→ **PROBLEM DESCRIPTION**
Provide only the number of lines in the records below that contain "parse".

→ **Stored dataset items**
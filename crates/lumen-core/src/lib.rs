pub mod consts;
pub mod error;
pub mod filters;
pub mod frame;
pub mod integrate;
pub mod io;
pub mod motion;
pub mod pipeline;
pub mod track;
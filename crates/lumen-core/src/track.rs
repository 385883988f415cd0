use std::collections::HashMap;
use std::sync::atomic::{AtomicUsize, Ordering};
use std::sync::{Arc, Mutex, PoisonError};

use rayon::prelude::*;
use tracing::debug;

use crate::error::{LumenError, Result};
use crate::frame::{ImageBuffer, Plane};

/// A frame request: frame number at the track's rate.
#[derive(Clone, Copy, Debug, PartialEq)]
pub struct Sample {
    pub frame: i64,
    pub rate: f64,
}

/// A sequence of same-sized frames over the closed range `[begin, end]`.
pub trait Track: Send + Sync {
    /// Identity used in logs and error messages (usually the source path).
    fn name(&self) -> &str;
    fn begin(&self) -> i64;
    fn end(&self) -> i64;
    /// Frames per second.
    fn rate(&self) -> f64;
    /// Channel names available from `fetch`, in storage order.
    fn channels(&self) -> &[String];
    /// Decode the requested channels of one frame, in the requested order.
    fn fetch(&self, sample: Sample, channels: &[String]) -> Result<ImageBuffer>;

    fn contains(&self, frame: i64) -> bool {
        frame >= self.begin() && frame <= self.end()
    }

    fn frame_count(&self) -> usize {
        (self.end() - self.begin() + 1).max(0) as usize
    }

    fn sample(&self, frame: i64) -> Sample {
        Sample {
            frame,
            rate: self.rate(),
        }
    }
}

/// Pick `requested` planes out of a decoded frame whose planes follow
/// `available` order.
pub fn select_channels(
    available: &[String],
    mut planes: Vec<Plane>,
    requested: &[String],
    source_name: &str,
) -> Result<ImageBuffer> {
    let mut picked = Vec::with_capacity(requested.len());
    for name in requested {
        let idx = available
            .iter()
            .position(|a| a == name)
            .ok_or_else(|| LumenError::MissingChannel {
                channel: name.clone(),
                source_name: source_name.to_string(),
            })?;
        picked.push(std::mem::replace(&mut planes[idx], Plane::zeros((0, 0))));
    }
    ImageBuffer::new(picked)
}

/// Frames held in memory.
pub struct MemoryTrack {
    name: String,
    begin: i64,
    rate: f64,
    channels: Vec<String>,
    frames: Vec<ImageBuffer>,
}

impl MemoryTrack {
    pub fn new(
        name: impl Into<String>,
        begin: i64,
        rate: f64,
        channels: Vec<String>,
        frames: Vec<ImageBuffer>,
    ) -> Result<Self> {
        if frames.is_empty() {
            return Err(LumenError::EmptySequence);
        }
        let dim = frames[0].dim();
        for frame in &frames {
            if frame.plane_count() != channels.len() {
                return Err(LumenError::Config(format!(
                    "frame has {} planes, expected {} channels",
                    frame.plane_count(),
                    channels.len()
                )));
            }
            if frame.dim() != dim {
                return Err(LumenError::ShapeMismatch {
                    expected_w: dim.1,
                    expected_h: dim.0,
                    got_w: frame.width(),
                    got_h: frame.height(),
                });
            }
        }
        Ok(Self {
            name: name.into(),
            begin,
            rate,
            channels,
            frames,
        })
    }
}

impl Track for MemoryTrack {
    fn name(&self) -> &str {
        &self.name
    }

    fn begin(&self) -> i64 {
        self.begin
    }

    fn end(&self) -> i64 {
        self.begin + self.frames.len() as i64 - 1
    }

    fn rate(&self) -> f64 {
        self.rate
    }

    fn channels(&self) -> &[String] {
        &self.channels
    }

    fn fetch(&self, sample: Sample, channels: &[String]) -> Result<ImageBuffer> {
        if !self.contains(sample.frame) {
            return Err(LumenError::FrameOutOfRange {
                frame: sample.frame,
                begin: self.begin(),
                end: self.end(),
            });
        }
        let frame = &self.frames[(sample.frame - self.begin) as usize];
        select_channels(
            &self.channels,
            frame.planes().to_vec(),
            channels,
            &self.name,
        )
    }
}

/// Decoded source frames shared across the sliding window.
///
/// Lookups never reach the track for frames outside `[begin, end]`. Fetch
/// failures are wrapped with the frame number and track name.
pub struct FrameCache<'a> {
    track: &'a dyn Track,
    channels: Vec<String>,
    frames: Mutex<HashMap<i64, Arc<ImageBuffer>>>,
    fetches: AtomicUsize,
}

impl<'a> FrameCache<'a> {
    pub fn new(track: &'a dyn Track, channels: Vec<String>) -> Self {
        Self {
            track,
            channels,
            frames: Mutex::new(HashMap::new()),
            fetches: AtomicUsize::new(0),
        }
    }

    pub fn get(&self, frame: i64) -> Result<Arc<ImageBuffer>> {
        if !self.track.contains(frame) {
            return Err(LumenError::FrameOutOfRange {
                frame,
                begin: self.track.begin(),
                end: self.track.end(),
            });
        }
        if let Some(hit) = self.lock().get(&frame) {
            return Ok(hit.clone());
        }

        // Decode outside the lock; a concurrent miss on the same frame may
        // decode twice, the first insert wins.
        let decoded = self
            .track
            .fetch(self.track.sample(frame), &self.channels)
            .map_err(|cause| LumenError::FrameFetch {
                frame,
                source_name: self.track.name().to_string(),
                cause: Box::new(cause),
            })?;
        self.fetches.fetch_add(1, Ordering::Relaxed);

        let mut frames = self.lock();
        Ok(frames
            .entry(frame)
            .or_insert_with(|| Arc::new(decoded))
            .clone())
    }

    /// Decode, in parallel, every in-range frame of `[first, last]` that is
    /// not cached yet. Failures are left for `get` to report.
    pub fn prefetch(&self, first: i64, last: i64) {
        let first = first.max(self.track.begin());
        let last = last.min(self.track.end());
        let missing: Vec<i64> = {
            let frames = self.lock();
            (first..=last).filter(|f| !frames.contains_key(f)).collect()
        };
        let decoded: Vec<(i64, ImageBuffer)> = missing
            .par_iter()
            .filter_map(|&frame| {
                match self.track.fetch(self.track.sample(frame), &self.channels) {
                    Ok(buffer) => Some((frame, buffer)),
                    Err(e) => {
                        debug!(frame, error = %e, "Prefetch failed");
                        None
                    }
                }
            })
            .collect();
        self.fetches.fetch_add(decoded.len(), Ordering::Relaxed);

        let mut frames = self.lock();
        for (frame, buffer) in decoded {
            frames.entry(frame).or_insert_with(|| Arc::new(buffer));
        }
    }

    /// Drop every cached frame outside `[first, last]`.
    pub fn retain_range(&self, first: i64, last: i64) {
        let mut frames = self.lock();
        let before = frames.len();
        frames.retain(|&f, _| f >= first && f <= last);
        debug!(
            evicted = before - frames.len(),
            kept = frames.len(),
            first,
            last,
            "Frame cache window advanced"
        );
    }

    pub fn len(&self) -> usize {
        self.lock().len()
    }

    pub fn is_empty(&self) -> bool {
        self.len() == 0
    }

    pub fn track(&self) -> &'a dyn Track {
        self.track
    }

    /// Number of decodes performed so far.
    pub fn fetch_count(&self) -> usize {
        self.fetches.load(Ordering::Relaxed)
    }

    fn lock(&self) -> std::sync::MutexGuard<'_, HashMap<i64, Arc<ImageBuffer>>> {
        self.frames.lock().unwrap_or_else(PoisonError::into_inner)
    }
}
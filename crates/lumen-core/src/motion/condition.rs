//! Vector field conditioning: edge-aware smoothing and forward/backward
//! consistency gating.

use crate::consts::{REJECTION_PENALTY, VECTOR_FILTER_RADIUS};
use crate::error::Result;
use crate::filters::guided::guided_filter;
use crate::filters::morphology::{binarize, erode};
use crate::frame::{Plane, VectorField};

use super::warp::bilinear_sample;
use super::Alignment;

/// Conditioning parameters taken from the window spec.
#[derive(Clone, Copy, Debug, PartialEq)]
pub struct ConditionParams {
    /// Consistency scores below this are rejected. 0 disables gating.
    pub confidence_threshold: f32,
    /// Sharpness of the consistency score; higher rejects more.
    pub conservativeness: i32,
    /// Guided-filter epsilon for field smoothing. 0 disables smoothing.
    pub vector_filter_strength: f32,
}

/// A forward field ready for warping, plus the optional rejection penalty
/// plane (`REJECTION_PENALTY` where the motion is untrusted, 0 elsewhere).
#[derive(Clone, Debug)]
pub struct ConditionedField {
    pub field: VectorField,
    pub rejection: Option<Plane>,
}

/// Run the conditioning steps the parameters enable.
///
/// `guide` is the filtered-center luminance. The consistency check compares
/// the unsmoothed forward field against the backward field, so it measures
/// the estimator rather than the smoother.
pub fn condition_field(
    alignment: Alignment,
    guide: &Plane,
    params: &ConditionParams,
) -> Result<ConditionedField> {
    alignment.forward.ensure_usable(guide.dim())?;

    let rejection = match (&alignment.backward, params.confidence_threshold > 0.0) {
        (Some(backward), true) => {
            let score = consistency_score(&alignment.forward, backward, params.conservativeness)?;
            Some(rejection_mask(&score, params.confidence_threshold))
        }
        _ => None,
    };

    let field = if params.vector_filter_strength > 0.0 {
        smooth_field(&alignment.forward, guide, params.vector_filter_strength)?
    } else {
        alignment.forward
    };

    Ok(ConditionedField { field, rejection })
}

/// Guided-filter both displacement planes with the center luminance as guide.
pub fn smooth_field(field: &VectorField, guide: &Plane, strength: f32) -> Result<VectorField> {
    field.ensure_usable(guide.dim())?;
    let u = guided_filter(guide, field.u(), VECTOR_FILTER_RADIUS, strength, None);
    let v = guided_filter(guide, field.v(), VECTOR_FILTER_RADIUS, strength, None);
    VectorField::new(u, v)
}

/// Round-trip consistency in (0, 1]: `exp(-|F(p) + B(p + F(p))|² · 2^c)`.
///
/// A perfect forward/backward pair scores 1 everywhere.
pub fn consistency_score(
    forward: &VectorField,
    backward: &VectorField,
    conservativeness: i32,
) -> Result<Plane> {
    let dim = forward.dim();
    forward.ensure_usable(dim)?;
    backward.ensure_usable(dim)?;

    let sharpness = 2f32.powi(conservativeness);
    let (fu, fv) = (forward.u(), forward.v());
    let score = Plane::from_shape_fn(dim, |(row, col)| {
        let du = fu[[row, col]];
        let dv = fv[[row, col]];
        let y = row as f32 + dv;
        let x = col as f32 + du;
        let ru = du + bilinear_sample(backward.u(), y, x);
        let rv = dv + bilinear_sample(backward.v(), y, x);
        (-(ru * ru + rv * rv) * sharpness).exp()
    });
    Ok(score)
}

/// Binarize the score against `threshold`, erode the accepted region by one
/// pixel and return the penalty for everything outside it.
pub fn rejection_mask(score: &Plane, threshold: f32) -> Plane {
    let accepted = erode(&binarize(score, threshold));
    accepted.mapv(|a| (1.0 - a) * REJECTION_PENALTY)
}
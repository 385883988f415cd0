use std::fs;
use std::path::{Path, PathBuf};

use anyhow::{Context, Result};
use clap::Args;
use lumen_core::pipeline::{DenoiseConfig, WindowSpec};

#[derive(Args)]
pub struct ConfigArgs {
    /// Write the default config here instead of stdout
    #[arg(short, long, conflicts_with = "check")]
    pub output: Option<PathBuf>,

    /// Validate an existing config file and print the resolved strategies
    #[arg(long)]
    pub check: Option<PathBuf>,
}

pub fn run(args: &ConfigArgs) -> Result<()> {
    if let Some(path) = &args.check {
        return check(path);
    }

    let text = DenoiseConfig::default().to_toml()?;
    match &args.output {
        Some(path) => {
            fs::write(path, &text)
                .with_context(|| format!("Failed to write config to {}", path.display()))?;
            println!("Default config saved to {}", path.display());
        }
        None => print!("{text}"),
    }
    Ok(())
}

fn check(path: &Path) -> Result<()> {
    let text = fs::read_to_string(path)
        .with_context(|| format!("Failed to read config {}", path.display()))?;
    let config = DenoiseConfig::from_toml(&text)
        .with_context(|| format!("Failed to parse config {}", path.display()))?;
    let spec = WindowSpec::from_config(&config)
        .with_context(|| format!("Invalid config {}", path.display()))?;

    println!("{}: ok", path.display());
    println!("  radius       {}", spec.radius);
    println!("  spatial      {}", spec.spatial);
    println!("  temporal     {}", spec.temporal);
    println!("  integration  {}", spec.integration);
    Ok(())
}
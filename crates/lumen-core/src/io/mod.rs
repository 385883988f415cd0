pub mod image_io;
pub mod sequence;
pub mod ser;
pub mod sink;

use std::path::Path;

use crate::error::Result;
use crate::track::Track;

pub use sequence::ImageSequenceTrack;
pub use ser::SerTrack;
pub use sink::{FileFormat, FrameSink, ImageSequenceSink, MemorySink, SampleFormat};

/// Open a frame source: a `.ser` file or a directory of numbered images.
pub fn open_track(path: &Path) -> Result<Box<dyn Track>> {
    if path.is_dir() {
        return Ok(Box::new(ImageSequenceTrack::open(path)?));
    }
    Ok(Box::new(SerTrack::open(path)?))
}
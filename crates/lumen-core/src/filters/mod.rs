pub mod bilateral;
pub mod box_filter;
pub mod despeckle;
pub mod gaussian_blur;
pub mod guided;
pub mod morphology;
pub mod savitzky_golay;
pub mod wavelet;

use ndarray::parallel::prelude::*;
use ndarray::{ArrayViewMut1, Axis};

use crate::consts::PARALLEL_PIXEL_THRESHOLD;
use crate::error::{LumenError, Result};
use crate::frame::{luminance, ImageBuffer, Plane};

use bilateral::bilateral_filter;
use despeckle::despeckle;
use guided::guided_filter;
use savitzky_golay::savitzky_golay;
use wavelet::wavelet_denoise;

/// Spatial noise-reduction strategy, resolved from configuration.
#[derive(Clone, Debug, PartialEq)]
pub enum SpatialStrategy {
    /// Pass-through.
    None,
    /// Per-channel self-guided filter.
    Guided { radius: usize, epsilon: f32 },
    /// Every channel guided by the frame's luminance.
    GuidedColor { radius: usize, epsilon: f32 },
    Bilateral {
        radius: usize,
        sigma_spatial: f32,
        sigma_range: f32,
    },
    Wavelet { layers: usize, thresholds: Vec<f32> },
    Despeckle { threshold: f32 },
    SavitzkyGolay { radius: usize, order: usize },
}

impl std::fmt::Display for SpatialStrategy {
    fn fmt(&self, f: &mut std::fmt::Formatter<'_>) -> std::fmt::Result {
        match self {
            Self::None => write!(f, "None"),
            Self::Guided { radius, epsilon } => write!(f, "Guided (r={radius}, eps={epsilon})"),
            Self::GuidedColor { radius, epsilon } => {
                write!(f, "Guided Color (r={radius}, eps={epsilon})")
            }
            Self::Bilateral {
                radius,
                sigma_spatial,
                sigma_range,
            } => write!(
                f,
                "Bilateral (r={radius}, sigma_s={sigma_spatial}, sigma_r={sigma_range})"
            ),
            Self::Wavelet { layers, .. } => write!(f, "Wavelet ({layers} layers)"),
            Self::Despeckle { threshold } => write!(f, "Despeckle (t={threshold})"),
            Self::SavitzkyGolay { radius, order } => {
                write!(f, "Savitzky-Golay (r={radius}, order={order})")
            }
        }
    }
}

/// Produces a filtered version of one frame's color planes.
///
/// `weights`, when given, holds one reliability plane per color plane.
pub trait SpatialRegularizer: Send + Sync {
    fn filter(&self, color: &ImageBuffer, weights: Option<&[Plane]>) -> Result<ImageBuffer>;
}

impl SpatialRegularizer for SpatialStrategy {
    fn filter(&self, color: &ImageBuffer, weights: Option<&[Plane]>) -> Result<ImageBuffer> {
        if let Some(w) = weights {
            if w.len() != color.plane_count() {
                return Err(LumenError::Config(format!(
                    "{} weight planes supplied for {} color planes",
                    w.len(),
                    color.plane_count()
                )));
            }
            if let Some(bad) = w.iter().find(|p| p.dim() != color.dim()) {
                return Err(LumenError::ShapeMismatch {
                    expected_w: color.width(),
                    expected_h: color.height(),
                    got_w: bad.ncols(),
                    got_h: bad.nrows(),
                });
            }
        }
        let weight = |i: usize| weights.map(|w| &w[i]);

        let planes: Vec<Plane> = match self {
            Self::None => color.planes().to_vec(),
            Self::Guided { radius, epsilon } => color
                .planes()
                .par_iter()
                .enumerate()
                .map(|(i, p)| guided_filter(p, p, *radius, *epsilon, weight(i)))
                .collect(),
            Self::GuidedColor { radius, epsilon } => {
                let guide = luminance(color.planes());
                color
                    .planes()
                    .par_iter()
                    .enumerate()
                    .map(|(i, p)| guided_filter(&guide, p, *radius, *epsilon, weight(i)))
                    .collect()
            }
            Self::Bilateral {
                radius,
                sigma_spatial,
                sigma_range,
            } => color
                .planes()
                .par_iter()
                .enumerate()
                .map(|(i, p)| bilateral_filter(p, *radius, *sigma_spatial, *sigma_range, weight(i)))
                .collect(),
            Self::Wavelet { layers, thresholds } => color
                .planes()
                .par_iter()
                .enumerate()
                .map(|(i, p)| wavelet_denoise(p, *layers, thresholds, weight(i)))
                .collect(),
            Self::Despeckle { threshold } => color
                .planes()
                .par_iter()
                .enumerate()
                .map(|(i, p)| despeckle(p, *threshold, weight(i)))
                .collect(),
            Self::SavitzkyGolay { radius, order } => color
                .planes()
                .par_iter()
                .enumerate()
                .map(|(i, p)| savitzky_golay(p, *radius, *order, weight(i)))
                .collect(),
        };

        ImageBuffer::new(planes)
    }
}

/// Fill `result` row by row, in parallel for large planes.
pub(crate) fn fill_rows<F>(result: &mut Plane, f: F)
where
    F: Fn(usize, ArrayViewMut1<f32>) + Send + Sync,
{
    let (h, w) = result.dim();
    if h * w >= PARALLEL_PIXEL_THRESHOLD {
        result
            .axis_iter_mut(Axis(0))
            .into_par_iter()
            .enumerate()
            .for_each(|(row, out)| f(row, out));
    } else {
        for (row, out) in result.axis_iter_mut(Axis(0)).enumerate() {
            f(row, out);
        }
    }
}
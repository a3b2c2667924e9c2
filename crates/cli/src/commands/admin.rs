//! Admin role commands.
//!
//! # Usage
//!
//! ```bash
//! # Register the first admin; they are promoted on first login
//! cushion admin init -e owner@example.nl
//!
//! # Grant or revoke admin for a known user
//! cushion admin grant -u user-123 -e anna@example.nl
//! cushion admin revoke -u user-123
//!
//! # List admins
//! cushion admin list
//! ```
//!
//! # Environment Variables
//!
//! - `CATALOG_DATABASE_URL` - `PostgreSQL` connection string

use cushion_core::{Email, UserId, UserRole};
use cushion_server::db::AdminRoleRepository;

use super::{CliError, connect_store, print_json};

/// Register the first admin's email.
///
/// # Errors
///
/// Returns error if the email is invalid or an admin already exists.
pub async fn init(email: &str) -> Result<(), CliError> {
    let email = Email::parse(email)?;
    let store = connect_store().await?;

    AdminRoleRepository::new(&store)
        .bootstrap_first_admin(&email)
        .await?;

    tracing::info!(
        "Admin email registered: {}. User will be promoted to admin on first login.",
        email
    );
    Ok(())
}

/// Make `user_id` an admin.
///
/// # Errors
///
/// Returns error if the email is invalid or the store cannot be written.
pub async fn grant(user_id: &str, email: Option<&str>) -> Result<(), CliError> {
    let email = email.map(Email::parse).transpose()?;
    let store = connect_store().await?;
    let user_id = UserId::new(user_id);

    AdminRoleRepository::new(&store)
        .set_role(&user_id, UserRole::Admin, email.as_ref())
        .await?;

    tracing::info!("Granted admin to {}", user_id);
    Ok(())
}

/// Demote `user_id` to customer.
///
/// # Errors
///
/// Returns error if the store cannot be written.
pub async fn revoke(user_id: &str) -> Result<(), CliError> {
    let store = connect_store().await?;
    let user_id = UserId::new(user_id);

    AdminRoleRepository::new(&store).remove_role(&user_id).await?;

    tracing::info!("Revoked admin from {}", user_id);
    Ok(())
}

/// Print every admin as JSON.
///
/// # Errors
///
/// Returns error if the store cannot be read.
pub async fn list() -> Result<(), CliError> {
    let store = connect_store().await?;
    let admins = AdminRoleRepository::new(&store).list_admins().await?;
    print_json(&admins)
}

→ **RESPONSE TO THIS TASK**
3